- _Exercise brief_:
Your job is to copy every record exactly.

- _Data shown_:
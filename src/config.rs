use std::{fs, path::Path};

use anyhow::Context as _;

use crate::{
    animation::schedule::AnimationSettings,
    face::layout::FaceLayout,
    foundation::error::{ChernoffError, ChernoffResult},
    render::{cpu::FaceStyle, painter::FacePainter},
};

/// Everything tunable about drawing and animating faces, loadable from JSON.
///
/// Every section is optional; missing fields take their defaults.
#[derive(Clone, Debug, Default, PartialEq, serde::Serialize, serde::Deserialize)]
#[serde(default, deny_unknown_fields)]
pub struct ChernoffConfig {
    pub animation: AnimationSettings,
    pub layout: FaceLayout,
    pub style: FaceStyle,
}

impl ChernoffConfig {
    pub fn from_json_str(s: &str) -> ChernoffResult<Self> {
        let cfg: Self = serde_json::from_str(s)
            .map_err(|e| ChernoffError::serde(format!("config JSON: {e}")))?;
        cfg.validate()?;
        Ok(cfg)
    }

    pub fn load(path: impl AsRef<Path>) -> ChernoffResult<Self> {
        let path = path.as_ref();
        let text = fs::read_to_string(path)
            .with_context(|| format!("read config '{}'", path.display()))?;
        Self::from_json_str(&text)
    }

    pub fn to_json_pretty(&self) -> ChernoffResult<String> {
        serde_json::to_string_pretty(self).map_err(|e| ChernoffError::serde(e.to_string()))
    }

    pub fn validate(&self) -> ChernoffResult<()> {
        self.layout.validate()?;
        self.style.validate()
    }

    pub fn painter(&self) -> ChernoffResult<FacePainter> {
        FacePainter::new(self.layout.clone())
    }
}

#[cfg(test)]
#[path = "../tests/unit/config.rs"]
mod tests;
pub(crate) mod command;
pub(crate) mod context;
pub(crate) mod cpu;
pub(crate) mod lip;
pub(crate) mod painter;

- _Task answer_:
filename src/config.rs
use std::{fs, path::Path};

use anyhow::Context as _;

use crate::{
    animation::schedule::AnimationSettings,
    face::layout::FaceLayout,
    foundation::error::{ChernoffError, ChernoffResult},
    render::{cpu::FaceStyle, painter::FacePainter},
};

/// Everything tunable about drawing and animating faces, loadable from JSON.
///
/// Every section is optional; missing fields take their defaults.
#[derive(Clone, Debug, Default, PartialEq, serde::Serialize, serde::Deserialize)]
#[serde(default, deny_unknown_fields)]
pub struct ChernoffConfig {
    pub animation: AnimationSettings,
    pub layout: FaceLayout,
    pub style: FaceStyle,
}

impl ChernoffConfig {
    pub fn from_json_str(s: &str) -> ChernoffResult<Self> {
        let cfg: Self = serde_json::from_str(s)
            .map_err(|e| ChernoffError::serde(format!("config JSON: {e}")))?;
        cfg.validate()?;
        Ok(cfg)
    }

    pub fn load(path: impl AsRef<Path>) -> ChernoffResult<Self> {
        let path = path.as_ref();
        let text = fs::read_to_string(path)
            .with_context(|| format!("read config '{}'", path.display()))?;
        Self::from_json_str(&text)
    }

    pub fn to_json_pretty(&self) -> ChernoffResult<String> {
        serde_json::to_string_pretty(self).map_err(|e| ChernoffError::serde(e.to_string()))
    }

    pub fn validate(&self) -> ChernoffResult<()> {
        self.layout.validate()?;
        self.style.validate()
    }

    pub fn painter(&self) -> ChernoffResult<FacePainter> {
        FacePainter::new(self.layout.clone())
    }
}

#[cfg(test)]
#[path = "../tests/unit/config.rs"]
mod tests;
pub(crate) mod command;
pub(crate) mod context;
pub(crate) mod cpu;
pub(crate) mod lip;
pub(crate) mod painter;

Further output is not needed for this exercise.